Which lines in the records below mention the word "nothing"? Copy each one out.
┌─ DATASET
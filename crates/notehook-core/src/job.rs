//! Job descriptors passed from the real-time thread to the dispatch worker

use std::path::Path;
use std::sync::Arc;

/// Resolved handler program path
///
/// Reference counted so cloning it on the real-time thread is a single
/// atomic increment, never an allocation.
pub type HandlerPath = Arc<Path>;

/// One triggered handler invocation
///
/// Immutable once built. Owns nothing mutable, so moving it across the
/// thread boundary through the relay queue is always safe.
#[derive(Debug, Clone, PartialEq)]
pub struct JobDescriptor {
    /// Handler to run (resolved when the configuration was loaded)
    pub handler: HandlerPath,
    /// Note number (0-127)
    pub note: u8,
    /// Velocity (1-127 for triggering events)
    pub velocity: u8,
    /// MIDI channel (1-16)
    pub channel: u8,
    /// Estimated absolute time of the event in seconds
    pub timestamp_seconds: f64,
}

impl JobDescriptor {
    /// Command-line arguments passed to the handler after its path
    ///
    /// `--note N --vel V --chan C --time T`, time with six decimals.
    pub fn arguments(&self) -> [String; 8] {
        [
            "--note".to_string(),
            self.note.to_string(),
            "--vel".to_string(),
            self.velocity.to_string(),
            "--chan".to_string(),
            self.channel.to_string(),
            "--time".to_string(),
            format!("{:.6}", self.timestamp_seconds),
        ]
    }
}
└─
┌─ DATASET
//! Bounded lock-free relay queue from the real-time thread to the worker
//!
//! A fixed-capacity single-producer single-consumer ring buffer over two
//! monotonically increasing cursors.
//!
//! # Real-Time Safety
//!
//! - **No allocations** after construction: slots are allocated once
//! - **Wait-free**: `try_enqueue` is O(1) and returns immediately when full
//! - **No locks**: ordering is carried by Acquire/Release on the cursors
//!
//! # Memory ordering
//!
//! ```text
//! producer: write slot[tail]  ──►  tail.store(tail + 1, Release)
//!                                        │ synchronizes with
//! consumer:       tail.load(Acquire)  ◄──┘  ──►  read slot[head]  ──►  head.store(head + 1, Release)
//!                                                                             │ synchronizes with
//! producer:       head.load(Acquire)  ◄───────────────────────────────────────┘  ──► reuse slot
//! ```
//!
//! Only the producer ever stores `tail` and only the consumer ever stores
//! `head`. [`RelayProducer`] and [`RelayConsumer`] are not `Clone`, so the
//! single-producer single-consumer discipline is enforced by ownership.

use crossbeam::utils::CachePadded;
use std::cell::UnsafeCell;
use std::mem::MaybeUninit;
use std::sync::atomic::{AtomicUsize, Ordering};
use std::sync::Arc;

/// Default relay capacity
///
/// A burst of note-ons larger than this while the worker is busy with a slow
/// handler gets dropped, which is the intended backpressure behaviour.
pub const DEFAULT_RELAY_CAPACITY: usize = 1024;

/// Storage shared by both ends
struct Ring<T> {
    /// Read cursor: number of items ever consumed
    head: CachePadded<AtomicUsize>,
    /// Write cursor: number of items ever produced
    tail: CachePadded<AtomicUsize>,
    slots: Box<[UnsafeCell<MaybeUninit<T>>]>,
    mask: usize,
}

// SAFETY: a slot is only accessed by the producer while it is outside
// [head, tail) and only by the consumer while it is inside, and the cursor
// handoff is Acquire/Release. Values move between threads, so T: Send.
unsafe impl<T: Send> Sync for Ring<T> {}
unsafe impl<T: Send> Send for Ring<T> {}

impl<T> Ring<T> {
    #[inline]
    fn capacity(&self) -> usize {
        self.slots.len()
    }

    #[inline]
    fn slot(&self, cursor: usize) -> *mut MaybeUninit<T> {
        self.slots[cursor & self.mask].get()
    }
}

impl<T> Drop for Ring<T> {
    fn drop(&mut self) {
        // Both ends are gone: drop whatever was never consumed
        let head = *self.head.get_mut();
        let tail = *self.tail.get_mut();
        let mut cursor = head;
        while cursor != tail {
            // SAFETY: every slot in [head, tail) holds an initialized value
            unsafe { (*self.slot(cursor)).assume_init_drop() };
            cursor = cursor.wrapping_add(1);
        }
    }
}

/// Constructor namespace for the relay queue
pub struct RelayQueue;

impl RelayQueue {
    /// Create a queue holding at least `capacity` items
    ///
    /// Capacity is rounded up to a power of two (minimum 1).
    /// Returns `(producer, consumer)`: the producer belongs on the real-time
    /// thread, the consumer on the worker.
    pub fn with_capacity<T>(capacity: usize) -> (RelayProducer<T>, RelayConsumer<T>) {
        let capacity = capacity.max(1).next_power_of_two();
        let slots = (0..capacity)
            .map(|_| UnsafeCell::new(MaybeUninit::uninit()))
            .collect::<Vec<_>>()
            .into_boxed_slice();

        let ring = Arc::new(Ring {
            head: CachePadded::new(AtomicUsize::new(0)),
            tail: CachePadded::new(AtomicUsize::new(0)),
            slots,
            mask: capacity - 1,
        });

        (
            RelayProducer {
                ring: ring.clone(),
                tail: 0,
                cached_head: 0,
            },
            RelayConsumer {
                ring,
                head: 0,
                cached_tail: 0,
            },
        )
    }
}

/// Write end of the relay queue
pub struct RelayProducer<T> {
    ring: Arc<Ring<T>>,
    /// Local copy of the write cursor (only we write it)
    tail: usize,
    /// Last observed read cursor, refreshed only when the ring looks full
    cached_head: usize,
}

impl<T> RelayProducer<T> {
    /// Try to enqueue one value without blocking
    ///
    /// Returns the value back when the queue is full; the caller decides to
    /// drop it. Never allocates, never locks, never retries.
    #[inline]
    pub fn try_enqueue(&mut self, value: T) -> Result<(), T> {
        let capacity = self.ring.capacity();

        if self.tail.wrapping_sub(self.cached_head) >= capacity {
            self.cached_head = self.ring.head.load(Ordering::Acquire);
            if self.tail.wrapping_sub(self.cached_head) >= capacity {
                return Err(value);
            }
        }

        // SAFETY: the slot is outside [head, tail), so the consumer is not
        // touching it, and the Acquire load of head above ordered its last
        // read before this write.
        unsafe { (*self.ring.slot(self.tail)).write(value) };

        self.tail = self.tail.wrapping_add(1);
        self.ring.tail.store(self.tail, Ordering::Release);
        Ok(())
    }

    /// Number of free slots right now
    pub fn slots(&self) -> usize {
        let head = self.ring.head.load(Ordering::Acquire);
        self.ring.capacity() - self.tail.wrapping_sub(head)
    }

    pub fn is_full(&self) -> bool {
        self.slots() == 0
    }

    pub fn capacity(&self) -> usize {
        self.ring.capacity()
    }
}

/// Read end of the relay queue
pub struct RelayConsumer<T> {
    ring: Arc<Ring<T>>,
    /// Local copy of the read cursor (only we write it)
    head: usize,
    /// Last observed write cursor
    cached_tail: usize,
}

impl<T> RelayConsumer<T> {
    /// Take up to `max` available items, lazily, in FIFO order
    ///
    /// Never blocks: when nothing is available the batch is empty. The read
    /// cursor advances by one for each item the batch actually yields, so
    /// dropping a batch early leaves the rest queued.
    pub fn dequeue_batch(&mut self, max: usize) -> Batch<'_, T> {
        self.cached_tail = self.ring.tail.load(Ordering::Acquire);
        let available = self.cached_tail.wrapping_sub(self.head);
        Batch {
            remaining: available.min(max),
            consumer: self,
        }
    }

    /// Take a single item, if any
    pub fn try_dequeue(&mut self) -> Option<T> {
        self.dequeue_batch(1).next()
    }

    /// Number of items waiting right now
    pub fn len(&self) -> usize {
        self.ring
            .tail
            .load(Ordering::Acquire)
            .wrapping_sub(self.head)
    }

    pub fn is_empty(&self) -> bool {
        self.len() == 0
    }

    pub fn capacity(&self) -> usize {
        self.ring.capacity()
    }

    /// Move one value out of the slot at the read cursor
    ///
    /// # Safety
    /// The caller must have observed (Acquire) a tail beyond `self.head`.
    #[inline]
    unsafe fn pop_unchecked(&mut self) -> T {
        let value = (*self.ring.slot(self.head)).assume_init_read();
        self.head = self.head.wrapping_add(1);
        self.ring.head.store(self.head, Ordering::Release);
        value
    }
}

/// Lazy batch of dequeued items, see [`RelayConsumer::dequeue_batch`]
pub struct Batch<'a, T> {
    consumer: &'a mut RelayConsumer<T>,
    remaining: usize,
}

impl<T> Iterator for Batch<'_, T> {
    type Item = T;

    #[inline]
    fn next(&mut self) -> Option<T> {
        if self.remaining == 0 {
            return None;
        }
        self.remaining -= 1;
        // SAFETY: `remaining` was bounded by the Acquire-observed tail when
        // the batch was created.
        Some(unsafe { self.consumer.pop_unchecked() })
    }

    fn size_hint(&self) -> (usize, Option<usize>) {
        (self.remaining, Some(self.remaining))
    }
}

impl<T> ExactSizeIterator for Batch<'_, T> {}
└─
■ PROBLEM SOLUTION
/// Immutable once built. Owns nothing mutable, so moving it across the
    /// Never blocks: when nothing is available the batch is empty. The read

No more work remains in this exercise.